• **TO DO**: Only the stretch of the listing below that runs from the line with "filename tests/pipeline.rs" through the line with "to bite on." is to be printed, exactly and with both ends.

==========

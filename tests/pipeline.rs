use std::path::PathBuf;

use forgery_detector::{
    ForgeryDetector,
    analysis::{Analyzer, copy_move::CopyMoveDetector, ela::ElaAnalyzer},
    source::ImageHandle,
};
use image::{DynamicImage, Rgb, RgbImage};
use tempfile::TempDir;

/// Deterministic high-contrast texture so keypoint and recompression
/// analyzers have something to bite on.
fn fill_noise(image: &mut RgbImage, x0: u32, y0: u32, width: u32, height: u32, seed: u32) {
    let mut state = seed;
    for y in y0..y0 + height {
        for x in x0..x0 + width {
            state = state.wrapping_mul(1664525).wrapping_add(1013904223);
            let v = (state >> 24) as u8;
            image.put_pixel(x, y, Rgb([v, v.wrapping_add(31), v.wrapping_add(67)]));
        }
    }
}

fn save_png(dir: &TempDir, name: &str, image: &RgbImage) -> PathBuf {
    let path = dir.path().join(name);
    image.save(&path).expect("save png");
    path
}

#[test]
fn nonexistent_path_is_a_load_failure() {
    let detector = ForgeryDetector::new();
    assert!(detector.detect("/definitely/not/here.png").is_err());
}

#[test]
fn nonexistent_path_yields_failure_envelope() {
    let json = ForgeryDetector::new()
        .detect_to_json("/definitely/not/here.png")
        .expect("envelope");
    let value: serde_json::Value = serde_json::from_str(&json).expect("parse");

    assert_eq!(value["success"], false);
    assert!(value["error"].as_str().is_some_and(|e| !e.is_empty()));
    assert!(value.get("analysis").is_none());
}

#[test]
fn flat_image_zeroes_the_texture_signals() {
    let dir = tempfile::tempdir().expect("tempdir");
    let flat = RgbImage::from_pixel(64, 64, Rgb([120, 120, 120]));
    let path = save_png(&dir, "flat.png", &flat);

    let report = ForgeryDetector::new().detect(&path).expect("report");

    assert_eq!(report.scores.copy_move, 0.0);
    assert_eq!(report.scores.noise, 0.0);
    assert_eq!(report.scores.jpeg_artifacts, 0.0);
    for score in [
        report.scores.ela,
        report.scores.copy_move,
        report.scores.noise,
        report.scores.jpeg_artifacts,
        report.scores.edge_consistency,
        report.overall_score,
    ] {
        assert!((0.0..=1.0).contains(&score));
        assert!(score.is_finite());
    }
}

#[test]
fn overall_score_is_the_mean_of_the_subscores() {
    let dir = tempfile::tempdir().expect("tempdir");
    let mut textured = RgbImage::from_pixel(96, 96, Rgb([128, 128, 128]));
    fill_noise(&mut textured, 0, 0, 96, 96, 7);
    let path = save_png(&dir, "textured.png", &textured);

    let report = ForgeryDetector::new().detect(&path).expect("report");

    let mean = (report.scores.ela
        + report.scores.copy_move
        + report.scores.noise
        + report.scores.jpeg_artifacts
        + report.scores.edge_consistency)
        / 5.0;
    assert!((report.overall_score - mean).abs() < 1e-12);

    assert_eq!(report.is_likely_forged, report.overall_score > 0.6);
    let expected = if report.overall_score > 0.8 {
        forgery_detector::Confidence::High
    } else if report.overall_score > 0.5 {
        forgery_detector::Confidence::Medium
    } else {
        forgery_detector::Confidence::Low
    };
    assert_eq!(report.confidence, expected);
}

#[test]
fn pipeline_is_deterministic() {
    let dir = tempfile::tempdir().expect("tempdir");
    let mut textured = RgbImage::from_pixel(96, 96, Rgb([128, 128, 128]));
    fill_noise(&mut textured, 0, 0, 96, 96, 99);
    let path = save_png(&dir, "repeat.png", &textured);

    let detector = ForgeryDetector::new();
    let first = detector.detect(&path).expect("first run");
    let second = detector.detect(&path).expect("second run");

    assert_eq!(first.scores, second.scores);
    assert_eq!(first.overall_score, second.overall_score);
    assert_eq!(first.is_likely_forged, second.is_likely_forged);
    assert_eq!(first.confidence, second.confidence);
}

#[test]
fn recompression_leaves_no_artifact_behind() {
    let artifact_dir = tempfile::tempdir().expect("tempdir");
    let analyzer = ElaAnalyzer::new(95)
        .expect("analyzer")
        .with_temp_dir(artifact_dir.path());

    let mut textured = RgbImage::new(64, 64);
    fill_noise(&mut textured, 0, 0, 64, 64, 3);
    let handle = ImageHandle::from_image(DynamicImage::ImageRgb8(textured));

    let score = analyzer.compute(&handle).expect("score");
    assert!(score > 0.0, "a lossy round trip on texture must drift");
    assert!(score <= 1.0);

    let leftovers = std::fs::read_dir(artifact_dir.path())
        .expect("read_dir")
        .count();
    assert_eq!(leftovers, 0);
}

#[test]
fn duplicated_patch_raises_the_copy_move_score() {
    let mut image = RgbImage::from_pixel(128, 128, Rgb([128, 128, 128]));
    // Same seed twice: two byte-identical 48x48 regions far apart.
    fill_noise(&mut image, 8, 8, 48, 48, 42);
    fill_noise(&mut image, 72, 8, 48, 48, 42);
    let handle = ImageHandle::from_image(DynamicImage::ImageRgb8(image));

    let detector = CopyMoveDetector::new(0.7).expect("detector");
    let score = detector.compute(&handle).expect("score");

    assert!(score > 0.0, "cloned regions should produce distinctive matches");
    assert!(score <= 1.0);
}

==========

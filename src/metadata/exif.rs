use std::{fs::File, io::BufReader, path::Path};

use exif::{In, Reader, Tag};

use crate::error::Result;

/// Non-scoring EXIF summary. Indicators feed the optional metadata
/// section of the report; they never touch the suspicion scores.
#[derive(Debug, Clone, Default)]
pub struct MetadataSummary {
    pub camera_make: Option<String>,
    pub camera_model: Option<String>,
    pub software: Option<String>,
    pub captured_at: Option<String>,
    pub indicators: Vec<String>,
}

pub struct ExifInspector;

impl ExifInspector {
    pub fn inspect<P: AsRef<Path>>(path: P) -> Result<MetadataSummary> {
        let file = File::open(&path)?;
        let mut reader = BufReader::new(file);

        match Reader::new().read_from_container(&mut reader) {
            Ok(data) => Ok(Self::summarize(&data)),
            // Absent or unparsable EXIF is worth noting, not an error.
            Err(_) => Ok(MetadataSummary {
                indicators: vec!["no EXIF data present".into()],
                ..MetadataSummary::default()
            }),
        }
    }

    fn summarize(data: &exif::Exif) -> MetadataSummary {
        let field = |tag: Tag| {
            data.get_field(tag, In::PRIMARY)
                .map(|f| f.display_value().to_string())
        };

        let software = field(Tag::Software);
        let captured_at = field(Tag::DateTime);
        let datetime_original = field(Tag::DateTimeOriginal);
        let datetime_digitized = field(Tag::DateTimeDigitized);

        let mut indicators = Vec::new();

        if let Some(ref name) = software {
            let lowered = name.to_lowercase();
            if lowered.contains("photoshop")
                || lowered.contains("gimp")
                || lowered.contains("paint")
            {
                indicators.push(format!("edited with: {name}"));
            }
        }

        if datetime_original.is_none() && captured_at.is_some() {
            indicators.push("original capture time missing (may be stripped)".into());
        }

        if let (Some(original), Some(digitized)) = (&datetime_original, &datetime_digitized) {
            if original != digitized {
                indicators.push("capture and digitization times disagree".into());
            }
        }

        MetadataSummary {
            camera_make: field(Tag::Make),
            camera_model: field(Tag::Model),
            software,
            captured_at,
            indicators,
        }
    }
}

==========

• **RESPONSE BOX**:
filename tests/pipeline.rs
use std::path::PathBuf;

use forgery_detector::{
    ForgeryDetector,
    analysis::{Analyzer, copy_move::CopyMoveDetector, ela::ElaAnalyzer},
    source::ImageHandle,
};
use image::{DynamicImage, Rgb, RgbImage};
use tempfile::TempDir;

/// Deterministic high-contrast texture so keypoint and recompression
/// analyzers have something to bite on.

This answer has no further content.